■ Try it ■
Starting at the top of the entries below, print each line exactly until the line with "const PICKUP_WEIGHT: f64 = 0.3;" has been printed too.

___ Provided records ___

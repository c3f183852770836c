//! Per-candidate gating and raw scoring.
//!
//! Gates run cheapest first. [`ScoringEngine::prescreen`] covers everything
//! that needs only the ride record (status, coordinates, distance cutoffs,
//! fare, seats) so the orchestrator can drop most candidates before any
//! profile lookup. [`ScoringEngine::score`] finishes the pipeline once the
//! driver snapshot is available.

use chrono::{DateTime, Utc};
use thiserror::Error;

use crate::core::distance::distance_km;
use crate::core::fare::FareCalculator;
use crate::core::filters::{check_eligibility, complete_coordinates, is_bookable, EligibilityPolicy};
use crate::models::{DriverProfile, MatchRequest, RideOffer, RideStatus, RiderProfile, ScoredCandidate};

/// Driver pickup must be within this distance of the passenger's pickup
pub const PICKUP_CUTOFF_KM: f64 = 3.0;

/// Driver destination must be within this distance of the passenger's destination
pub const DESTINATION_CUTOFF_KM: f64 = 0.5;

/// Route score is forced to zero past this destination divergence
pub const ROUTE_DIVERGENCE_LIMIT_KM: f64 = 2.0;

const DESTINATION_DECAY_KM: f64 = 1.0;
const PICKUP_DECAY_KM: f64 = 10.0;
const DESTINATION_WEIGHT: f64 = 0.7;
const PICKUP_WEIGHT: f64 = 0.3;

/// Fare that earns a full price score
pub const PRICE_SCORE_FLOOR: f64 = 6.0;

/// Fare at and above which the price score is zero
pub const PRICE_SCORE_CEILING: f64 = 80.0;

pub const MAX_RATING: f64 = 5.0;

/// Why a candidate was dropped
#[derive(Debug, Clone, PartialEq, Error)]
pub enum Rejection {
    #[error("ride is not bookable (status {})", .0.as_str())]
    NotBookable(RideStatus),

    #[error("ride is missing pickup or destination coordinates")]
    MissingCoordinates,

    #[error("pickup is {0:.2} km away")]
    PickupTooFar(f64),

    #[error("destination diverges by {0:.2} km")]
    DestinationDiverges(f64),

    #[error("{0:.2} km is outside the search radius")]
    OutsideSearchRadius(f64),

    #[error("fare {fare:.2} exceeds budget {budget:.2}")]
    OverBudget { fare: f64, budget: f64 },

    #[error("{available} seats available, {required} required")]
    InsufficientSeats { available: u8, required: u8 },

    #[error("driver rating {rating:.2} below minimum {minimum:.2}")]
    RatingBelowThreshold { rating: f64, minimum: f64 },

    #[error("safety preferences are incompatible")]
    Ineligible,

    #[error("routes do not overlap")]
    NoRouteOverlap,
}

/// Ride that passed every gate that needs no driver data
#[derive(Debug, Clone)]
pub struct Prescreened {
    pub ride: RideOffer,
    pub pickup_distance_km: f64,
    pub destination_distance_km: f64,
    pub fare: f64,
}

#[derive(Debug, Clone)]
pub struct ScoringEngine {
    fares: FareCalculator,
    eligibility_policy: EligibilityPolicy,
}

impl ScoringEngine {
    pub fn new(fares: FareCalculator, eligibility_policy: EligibilityPolicy) -> Self {
        Self {
            fares,
            eligibility_policy,
        }
    }

    pub fn fares(&self) -> &FareCalculator {
        &self.fares
    }

    pub fn eligibility_policy(&self) -> EligibilityPolicy {
        self.eligibility_policy
    }

    /// Gates 1-7: status, coordinates, distance cutoffs, radius, fare, seats
    pub fn prescreen(
        &self,
        ride: RideOffer,
        request: &MatchRequest,
        now: DateTime<Utc>,
    ) -> Result<Prescreened, Rejection> {
        if !is_bookable(&ride, now) {
            return Err(Rejection::NotBookable(ride.status));
        }

        let (pickup, destination) = complete_coordinates(&ride).ok_or(Rejection::MissingCoordinates)?;

        let pickup_distance_km = distance_km(&request.pickup, &pickup);
        if pickup_distance_km > PICKUP_CUTOFF_KM {
            return Err(Rejection::PickupTooFar(pickup_distance_km));
        }

        let destination_distance_km = distance_km(&request.destination, &destination);
        if destination_distance_km > DESTINATION_CUTOFF_KM {
            return Err(Rejection::DestinationDiverges(destination_distance_km));
        }

        let farthest = pickup_distance_km.max(destination_distance_km);
        if farthest > request.max_distance_km {
            return Err(Rejection::OutsideSearchRadius(farthest));
        }

        // Priced on the passenger's own trip, at the ride's scheduled time
        let trip_km = distance_km(&request.pickup, &request.destination);
        let fare = self.fares.fare(trip_km, ride.departure_time);
        if fare > request.max_willingness_to_pay {
            return Err(Rejection::OverBudget {
                fare,
                budget: request.max_willingness_to_pay,
            });
        }

        if ride.available_seats < request.seats_required {
            return Err(Rejection::InsufficientSeats {
                available: ride.available_seats,
                required: request.seats_required,
            });
        }

        Ok(Prescreened {
            ride,
            pickup_distance_km,
            destination_distance_km,
            fare,
        })
    }

    /// Gates 8-11: rating, eligibility, route overlap, then raw scores
    pub fn score(
        &self,
        candidate: Prescreened,
        driver: DriverProfile,
        passenger: Option<&RiderProfile>,
        request: &MatchRequest,
    ) -> Result<ScoredCandidate, Rejection> {
        // Written so a NaN rating never passes
        if !(driver.rating >= request.min_rating) {
            return Err(Rejection::RatingBelowThreshold {
                rating: driver.rating,
                minimum: request.min_rating,
            });
        }

        if !check_eligibility(passenger, &driver, self.eligibility_policy) {
            return Err(Rejection::Ineligible);
        }

        let route_score = route_score(candidate.pickup_distance_km, candidate.destination_distance_km);
        if route_score <= 0.0 {
            return Err(Rejection::NoRouteOverlap);
        }

        let price_score = price_score(candidate.fare);
        let reputation_score = reputation_score(driver.rating);

        Ok(ScoredCandidate {
            ride: candidate.ride,
            driver,
            route_score,
            price_score,
            reputation_score,
            pickup_distance_km: candidate.pickup_distance_km,
            destination_distance_km: candidate.destination_distance_km,
            fare: candidate.fare,
        })
    }
}

/// Geometric alignment in [0, 1], dominated by destination convergence
///
/// Zero once destinations diverge past [`ROUTE_DIVERGENCE_LIMIT_KM`]. The
/// prescreen cutoff is tighter, so this only bites if that gate is relaxed.
#[inline]
pub fn route_score(pickup_distance_km: f64, destination_distance_km: f64) -> f64 {
    if destination_distance_km > ROUTE_DIVERGENCE_LIMIT_KM {
        return 0.0;
    }

    let destination = (-destination_distance_km / DESTINATION_DECAY_KM).exp();
    let pickup = (-pickup_distance_km / PICKUP_DECAY_KM).exp();

    (DESTINATION_WEIGHT * destination + PICKUP_WEIGHT * pickup).clamp(0.0, 1.0)
}

/// Cheaper is better: 1.0 at the floor fare, 0.0 at the ceiling
#[inline]
pub fn price_score(fare: f64) -> f64 {
    let score = 1.0 - (fare - PRICE_SCORE_FLOOR) / (PRICE_SCORE_CEILING - PRICE_SCORE_FLOOR);
    score.clamp(0.0, 1.0)
}

#[inline]
pub fn reputation_score(rating: f64) -> f64 {
    (rating / MAX_RATING).clamp(0.0, 1.0)
}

___

■ Response box ■
repository c3f183852770836c
//! Per-candidate gating and raw scoring.
//!
//! Gates run cheapest first. [`ScoringEngine::prescreen`] covers everything
//! that needs only the ride record (status, coordinates, distance cutoffs,
//! fare, seats) so the orchestrator can drop most candidates before any
//! profile lookup. [`ScoringEngine::score`] finishes the pipeline once the
//! driver snapshot is available.

use chrono::{DateTime, Utc};
use thiserror::Error;

use crate::core::distance::distance_km;
use crate::core::fare::FareCalculator;
use crate::core::filters::{check_eligibility, complete_coordinates, is_bookable, EligibilityPolicy};
use crate::models::{DriverProfile, MatchRequest, RideOffer, RideStatus, RiderProfile, ScoredCandidate};

/// Driver pickup must be within this distance of the passenger's pickup
pub const PICKUP_CUTOFF_KM: f64 = 3.0;

/// Driver destination must be within this distance of the passenger's destination
pub const DESTINATION_CUTOFF_KM: f64 = 0.5;

/// Route score is forced to zero past this destination divergence
pub const ROUTE_DIVERGENCE_LIMIT_KM: f64 = 2.0;

const DESTINATION_DECAY_KM: f64 = 1.0;
const PICKUP_DECAY_KM: f64 = 10.0;
const DESTINATION_WEIGHT: f64 = 0.7;
const PICKUP_WEIGHT: f64 = 0.3;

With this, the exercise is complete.